▸ Activity
Go through the records, and copy each line in which the string "RequestBuilder" is present.

Stored data
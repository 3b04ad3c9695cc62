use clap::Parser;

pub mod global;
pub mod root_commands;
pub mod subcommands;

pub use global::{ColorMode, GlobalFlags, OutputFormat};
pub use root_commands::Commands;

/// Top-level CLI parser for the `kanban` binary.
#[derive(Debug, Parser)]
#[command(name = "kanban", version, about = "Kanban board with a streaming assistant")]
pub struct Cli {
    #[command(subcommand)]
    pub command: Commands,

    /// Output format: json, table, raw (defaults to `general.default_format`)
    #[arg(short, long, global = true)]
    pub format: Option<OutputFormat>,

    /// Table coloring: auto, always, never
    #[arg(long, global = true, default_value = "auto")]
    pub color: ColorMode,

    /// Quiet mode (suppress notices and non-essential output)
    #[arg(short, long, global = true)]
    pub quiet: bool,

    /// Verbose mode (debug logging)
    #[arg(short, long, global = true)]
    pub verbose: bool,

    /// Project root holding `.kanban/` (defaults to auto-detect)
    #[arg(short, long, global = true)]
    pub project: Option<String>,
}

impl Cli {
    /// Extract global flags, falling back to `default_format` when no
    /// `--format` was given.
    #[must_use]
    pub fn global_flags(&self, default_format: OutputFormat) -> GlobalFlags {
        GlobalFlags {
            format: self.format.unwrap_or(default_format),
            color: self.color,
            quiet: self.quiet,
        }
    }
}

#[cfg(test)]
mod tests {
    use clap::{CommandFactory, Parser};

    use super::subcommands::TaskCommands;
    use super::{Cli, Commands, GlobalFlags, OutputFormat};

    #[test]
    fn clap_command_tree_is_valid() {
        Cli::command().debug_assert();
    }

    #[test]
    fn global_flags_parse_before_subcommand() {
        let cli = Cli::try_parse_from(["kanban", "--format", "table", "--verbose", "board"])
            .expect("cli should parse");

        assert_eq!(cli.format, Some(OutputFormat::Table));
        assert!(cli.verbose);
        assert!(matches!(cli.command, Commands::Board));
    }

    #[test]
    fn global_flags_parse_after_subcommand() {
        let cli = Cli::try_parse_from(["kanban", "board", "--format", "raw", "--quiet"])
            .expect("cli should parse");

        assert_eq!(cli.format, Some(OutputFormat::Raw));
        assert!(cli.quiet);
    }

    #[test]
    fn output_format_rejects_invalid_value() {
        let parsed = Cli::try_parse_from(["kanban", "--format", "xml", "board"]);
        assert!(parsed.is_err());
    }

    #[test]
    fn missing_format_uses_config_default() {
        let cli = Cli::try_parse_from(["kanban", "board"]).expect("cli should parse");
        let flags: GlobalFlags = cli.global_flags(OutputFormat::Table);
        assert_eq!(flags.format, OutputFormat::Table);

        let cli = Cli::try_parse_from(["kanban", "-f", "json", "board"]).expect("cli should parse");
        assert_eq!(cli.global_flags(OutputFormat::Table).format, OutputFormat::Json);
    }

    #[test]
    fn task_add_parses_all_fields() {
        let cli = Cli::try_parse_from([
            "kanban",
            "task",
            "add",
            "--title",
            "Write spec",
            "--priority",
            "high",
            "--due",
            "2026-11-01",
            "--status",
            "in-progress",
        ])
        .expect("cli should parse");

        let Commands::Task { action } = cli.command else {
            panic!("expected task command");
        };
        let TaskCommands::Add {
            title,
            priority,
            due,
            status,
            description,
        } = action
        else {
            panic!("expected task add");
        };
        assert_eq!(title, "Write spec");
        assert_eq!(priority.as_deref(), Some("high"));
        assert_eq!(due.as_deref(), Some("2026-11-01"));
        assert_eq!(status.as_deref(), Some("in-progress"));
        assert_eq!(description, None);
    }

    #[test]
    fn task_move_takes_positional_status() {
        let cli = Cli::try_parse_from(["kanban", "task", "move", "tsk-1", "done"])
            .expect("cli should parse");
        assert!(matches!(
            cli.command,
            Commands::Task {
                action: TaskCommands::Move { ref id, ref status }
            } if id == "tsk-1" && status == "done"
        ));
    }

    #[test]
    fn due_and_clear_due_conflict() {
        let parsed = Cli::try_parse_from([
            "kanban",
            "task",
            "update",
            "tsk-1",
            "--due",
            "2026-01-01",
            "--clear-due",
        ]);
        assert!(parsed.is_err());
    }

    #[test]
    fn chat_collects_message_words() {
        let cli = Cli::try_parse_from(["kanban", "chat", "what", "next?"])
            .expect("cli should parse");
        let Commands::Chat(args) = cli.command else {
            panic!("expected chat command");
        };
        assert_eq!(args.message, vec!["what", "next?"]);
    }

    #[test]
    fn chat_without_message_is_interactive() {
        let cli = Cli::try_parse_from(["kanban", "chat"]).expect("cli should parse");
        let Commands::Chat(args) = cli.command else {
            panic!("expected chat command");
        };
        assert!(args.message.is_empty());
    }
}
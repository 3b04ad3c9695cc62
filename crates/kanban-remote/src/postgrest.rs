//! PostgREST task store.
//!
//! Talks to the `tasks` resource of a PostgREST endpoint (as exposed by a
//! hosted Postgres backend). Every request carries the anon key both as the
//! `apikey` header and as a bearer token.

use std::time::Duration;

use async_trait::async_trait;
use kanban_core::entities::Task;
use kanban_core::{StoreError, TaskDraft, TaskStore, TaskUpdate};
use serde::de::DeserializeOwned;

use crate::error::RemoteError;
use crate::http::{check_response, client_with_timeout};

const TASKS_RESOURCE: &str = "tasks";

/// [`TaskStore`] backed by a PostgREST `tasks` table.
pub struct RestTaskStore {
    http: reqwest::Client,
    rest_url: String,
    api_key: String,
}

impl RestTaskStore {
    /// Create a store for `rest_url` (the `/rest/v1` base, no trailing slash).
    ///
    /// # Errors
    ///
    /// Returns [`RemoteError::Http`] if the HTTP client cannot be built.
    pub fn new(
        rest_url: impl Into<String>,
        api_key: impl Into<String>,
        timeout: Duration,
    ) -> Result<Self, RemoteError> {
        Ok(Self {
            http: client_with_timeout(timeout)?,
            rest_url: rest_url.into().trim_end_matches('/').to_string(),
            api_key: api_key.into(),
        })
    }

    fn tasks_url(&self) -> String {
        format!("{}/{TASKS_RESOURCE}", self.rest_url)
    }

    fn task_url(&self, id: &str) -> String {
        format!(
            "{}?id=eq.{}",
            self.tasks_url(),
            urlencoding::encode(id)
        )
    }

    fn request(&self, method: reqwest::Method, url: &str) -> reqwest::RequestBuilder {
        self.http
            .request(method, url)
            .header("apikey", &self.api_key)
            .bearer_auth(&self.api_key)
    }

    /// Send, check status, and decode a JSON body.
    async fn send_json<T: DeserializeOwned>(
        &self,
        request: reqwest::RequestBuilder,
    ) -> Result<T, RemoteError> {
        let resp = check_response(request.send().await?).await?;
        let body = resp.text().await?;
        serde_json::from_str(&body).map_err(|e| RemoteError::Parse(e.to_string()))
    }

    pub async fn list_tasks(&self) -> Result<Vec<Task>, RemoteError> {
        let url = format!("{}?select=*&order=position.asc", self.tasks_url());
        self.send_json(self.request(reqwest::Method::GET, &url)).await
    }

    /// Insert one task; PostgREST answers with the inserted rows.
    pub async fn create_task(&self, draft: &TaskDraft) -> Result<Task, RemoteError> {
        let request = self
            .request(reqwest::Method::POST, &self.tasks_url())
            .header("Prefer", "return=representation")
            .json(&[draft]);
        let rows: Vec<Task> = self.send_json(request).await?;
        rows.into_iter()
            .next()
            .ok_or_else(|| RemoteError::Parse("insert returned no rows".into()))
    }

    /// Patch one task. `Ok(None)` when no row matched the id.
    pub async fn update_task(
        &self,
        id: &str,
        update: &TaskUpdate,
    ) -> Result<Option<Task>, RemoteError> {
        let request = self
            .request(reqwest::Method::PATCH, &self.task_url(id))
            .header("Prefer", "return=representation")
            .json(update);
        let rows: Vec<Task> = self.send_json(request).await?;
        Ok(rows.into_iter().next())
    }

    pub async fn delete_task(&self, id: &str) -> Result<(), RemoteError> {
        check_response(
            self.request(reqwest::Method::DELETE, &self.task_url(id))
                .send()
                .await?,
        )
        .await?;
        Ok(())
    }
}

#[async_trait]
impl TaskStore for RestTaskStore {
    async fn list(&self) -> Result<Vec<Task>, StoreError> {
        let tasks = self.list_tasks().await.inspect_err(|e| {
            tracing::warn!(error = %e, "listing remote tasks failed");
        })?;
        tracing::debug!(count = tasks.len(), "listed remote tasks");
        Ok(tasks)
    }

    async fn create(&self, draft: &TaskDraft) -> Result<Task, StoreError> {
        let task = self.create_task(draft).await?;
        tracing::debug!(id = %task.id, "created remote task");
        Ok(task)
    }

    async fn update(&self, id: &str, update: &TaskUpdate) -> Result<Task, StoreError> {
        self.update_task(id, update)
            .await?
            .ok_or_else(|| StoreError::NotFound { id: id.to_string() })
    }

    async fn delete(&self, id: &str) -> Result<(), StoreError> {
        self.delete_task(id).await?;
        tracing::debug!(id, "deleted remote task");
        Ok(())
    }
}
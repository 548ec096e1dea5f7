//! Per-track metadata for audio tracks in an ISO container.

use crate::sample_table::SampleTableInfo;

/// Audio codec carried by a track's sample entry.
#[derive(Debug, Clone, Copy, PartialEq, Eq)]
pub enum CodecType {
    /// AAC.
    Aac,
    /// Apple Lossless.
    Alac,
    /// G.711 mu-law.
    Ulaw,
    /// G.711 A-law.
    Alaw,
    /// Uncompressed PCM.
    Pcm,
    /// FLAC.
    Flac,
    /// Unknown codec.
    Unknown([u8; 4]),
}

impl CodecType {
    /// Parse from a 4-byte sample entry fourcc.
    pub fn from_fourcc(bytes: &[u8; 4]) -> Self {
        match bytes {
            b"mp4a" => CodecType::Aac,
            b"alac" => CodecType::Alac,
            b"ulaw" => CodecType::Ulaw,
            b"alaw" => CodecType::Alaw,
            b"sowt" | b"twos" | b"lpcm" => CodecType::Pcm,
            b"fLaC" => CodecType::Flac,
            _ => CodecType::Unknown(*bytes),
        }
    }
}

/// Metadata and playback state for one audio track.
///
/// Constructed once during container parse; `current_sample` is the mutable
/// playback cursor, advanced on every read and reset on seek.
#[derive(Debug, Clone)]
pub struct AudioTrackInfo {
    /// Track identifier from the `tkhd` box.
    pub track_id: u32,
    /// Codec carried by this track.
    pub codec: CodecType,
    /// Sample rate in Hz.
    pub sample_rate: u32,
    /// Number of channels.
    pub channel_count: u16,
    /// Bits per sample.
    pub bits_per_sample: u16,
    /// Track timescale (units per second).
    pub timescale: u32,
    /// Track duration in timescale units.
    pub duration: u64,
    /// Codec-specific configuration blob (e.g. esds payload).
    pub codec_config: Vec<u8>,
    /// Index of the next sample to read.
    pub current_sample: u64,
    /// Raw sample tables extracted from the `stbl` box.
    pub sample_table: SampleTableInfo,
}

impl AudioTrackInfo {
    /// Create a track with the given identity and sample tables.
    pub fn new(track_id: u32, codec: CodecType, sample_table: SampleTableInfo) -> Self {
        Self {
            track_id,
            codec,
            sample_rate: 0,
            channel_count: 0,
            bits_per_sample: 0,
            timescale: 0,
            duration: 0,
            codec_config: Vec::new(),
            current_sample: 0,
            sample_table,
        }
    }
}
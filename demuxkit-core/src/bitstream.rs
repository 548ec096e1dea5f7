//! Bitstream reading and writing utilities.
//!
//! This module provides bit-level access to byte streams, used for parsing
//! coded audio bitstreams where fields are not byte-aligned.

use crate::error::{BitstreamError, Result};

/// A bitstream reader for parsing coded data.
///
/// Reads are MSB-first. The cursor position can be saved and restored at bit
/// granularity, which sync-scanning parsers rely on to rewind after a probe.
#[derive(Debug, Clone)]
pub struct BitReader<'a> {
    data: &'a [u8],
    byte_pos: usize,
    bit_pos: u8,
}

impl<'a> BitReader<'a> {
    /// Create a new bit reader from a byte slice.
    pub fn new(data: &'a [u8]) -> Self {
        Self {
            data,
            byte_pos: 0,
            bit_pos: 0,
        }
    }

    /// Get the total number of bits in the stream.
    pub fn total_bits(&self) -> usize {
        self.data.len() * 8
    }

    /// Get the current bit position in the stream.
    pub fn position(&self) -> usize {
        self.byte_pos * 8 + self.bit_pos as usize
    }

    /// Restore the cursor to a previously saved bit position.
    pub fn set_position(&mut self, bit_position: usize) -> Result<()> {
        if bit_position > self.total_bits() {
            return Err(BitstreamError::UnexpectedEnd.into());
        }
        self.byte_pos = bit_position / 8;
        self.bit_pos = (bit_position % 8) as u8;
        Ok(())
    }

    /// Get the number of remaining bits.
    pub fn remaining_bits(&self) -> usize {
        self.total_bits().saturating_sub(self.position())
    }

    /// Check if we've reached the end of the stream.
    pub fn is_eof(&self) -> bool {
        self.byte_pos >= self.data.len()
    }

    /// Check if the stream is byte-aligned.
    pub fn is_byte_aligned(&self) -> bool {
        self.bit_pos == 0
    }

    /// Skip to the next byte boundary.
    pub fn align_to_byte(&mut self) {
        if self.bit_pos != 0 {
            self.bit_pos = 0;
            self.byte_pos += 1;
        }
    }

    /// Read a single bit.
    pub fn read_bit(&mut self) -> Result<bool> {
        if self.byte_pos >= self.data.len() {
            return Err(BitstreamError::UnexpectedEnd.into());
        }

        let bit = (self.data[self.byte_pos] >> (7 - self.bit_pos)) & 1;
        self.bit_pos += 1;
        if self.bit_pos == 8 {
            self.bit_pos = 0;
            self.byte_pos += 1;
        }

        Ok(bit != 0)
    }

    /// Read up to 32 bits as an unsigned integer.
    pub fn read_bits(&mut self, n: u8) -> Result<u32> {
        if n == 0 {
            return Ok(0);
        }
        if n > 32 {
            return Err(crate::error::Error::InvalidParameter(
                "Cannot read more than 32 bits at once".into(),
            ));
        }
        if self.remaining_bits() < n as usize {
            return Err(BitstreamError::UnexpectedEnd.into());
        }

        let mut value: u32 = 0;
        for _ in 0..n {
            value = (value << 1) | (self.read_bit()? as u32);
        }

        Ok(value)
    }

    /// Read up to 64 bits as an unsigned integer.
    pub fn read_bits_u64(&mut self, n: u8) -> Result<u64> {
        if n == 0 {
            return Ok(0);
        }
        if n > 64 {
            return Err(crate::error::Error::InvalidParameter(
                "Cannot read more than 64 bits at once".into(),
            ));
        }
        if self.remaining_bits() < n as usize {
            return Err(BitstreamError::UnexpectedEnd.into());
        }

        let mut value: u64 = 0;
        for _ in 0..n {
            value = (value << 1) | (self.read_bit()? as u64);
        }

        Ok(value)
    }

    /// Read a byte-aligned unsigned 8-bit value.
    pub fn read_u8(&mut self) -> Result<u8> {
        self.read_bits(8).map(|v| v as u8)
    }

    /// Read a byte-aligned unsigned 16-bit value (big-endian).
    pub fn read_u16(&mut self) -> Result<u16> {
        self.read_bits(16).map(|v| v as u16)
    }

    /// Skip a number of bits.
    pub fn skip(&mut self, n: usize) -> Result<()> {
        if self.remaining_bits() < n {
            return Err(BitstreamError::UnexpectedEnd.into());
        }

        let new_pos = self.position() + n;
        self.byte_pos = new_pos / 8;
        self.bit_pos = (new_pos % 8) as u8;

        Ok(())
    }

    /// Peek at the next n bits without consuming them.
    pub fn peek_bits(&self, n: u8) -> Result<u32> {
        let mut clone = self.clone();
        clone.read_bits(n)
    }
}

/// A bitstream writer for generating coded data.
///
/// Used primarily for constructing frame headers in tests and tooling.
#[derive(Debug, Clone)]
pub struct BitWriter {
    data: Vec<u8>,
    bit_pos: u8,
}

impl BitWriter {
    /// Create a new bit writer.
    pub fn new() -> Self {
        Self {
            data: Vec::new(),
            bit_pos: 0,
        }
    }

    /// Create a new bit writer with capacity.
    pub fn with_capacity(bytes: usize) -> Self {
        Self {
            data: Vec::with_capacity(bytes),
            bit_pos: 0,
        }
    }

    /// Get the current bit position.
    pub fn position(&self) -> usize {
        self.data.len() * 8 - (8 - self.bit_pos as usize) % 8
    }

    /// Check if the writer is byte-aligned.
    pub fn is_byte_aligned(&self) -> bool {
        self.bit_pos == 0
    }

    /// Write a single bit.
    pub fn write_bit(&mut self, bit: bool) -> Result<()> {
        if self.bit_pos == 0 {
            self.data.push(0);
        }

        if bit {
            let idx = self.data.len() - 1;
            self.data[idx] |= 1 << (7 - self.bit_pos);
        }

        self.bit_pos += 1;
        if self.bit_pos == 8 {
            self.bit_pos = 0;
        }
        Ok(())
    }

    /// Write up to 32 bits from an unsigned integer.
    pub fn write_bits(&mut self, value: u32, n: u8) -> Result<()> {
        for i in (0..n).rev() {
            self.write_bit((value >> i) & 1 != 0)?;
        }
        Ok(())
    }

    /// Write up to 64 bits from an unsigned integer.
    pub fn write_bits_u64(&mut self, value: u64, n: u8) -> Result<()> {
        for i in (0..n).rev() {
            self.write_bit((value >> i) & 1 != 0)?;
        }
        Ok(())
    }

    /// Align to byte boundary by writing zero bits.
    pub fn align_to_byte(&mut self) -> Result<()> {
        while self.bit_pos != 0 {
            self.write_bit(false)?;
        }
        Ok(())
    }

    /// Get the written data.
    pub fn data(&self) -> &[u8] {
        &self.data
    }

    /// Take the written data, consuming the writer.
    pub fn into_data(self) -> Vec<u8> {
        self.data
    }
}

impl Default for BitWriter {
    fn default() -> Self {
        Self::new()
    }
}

▸ Response for this exercise
    fn request(&self, method: reqwest::Method, url: &str) -> reqwest::RequestBuilder {
        request: reqwest::RequestBuilder,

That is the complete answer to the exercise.